In recent years there have been several quality photo books recalling bygone motor sport providing a wonderful nostalgia-trip and valuable archive for future generations. `Races Faces Places' is a selection from the lens of Michael Cooper who was active as a jobbing professional during the 1960s and into the early 1970s, covering mostly GPs and a few other selected races. An earlier book of his work - `Sixties Motor Racing' - now goes for silly money: I confess I never saw that, but it seems to have consisted primarily of previously published action shots. For this new book, Parker has trawled through Cooper's copious negative collection [Cooper died in 2005] to come up with a selection of nearly 400 lesser-known and extremely varied shots.

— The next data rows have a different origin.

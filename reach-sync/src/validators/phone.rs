//! Phone number validator
//!
//! Numbers are parsed with the libphonenumber port; numbers without an
//! international prefix are read in the configured default region.

use super::{FieldValidator, ValidationDetails, ValidationResult};
use crate::types::FieldName;
use async_trait::async_trait;
use phonenumber::country;
use phonenumber::Mode;
use serde::{Deserialize, Serialize};

const BASE_SCORE: f64 = 0.3;
const VALID_BONUS: f64 = 0.3;
const COUNTRY_CODE_BONUS: f64 = 0.1;
const POSSIBLE_BONUS: f64 = 0.1;
const FICTIONAL_PREFIX_PENALTY: f64 = 0.2;

/// E.164 caps a number at 15 digits
const MAX_DIGITS: usize = 15;
const MIN_NATIONAL_DIGITS: usize = 4;

#[derive(Debug, Clone, PartialEq, Serialize, Deserialize)]
pub struct PhoneDetails {
    pub parsed: bool,
    pub valid: bool,
    #[serde(default, skip_serializing_if = "Option::is_none")]
    pub e164: Option<String>,
    #[serde(default, skip_serializing_if = "Option::is_none")]
    pub country_code: Option<u16>,
    /// Input carried its own `+` / `00` international prefix
    pub country_code_present: bool,
    pub possible: bool,
    pub fictional_prefix: bool,
    #[serde(default, skip_serializing_if = "Option::is_none")]
    pub parse_error: Option<String>,
}

impl PhoneDetails {
    fn unparsed(error: String) -> Self {
        Self {
            parsed: false,
            valid: false,
            e164: None,
            country_code: None,
            country_code_present: false,
            possible: false,
            fictional_prefix: false,
            parse_error: Some(error),
        }
    }
}

pub struct PhoneValidator {
    default_region: country::Id,
}

impl PhoneValidator {
    pub fn new(default_region: country::Id) -> Self {
        Self { default_region }
    }

    pub fn default_region(&self) -> country::Id {
        self.default_region
    }

    /// Base score without the "valid" flag
    fn base_only(details: PhoneDetails) -> ValidationResult {
        ValidationResult {
            is_valid: false,
            score: BASE_SCORE,
            details: Some(ValidationDetails::Phone(details)),
        }
    }
}

#[async_trait]
impl FieldValidator for PhoneValidator {
    fn field(&self) -> FieldName {
        FieldName::Phone
    }

    fn method(&self) -> &'static str {
        "phone_validation"
    }

    async fn validate(&self, raw: &str) -> ValidationResult {
        let phone = raw.trim();
        if phone.is_empty() {
            return ValidationResult::rejected(None);
        }

        let country_code_present = phone.starts_with('+') || phone.starts_with("00");

        let number = match phonenumber::parse(Some(self.default_region), phone) {
            Ok(number) => number,
            Err(e) => {
                tracing::debug!(error = %e, "Phone number did not parse");
                return Self::base_only(PhoneDetails::unparsed(e.to_string()));
            }
        };

        let national = number.national().value().to_string();
        let total_digits = national.len() + number.code().value().to_string().len();
        let possible = national.len() >= MIN_NATIONAL_DIGITS && total_digits <= MAX_DIGITS;
        let fictional_prefix = national.starts_with("555");
        let valid = phonenumber::is_valid(&number);

        let details = PhoneDetails {
            parsed: true,
            valid,
            e164: Some(number.format().mode(Mode::E164).to_string()),
            country_code: Some(number.code().value()),
            country_code_present,
            possible,
            fictional_prefix,
            parse_error: None,
        };

        if !valid {
            return Self::base_only(details);
        }

        let mut score = BASE_SCORE + VALID_BONUS;
        if country_code_present {
            score += COUNTRY_CODE_BONUS;
        }
        if possible {
            score += POSSIBLE_BONUS;
        }
        if fictional_prefix {
            score -= FICTIONAL_PREFIX_PENALTY;
        }

        ValidationResult::scored(score, Some(ValidationDetails::Phone(details)))
    }
}

#[cfg(test)]
mod tests {
    use super::*;

    fn validator() -> PhoneValidator {
        PhoneValidator::new(country::Id::US)
    }

    fn details(result: &ValidationResult) -> &PhoneDetails {
        match result.details.as_ref() {
            Some(ValidationDetails::Phone(d)) => d,
            other => panic!("unexpected details {:?}", other),
        }
    }

    #[tokio::test]
    async fn test_international_number_scores_full() {
        let result = validator().validate("+1 650-253-0000").await;
        assert!(result.is_valid);
        // 0.3 base + 0.3 valid + 0.1 country code + 0.1 possible
        assert!((result.score - 0.8).abs() < 1e-9);
        assert!(details(&result).country_code_present);
        assert_eq!(details(&result).e164.as_deref(), Some("+16502530000"));
    }

    #[tokio::test]
    async fn test_national_number_uses_default_region() {
        let result = validator().validate("(650) 253-0000").await;
        assert!(result.is_valid);
        assert!(!details(&result).country_code_present);
        assert_eq!(details(&result).country_code, Some(1));
    }

    #[tokio::test]
    async fn test_garbage_scores_base_and_is_invalid() {
        let result = validator().validate("call me maybe").await;
        assert_eq!(result.score, 0.3);
        assert!(!result.is_valid);
        assert!(!details(&result).parsed);
    }

    #[tokio::test]
    async fn test_country_code_adds_signal() {
        let v = validator();
        let with = v.validate("+1 650 253 0000").await.score;
        let without = v.validate("650 253 0000").await.score;
        assert!(with > without);
    }
}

Despite the comments in Amazon's product description the book is not "divided into three sections" but laid out approximately chronologically, with chapters titled `1956-61', `1962-64', `1965-69' [the largest chapter], `1970s' [up to 1973, includes a few overhead comparisons from 1988], `Cinematic Overtures' [a short look behind-the-scenes of the films `Grand Prix', `Le Mans' and `Chitty Chitty Bang Bang'] and `More To Consider' [a miscellaneous assortment]. Monochrome predominates in the early part of the book, as do UK locations, but it gradually becomes more colourful and international as it progresses through the 60s.
Anyone familiar with Parker's excellent `In Camera' series - also with Haynes - will know roughly what to expect as there is a distinct family resemblance in layout and style: aside from short chapter summaries, commentary is reduced to explanatory captions leaving us to concentrate on Cooper's pictures. And they are a wonderfully eclectic selection: aside from obligatory `action shots', we see paddocks, pits, car parks, autograph-hunters, transporters, candid portraits [not just drivers], Cooper family, grids and many others giving a superb insight into the atmosphere of life in and around motor sport in those days, some reminding us that racing was then very dangerous.
Faults? Not really, though I could do without Parker's regular side-swipes at modern F1 and perhaps I would have preferred it to concentrate solely on the 1960s, but that merely reflects my own interests. Overall, `Races Faces Places' is another essential for lovers of the period and a worthy addition to a growing number of volumes of this type.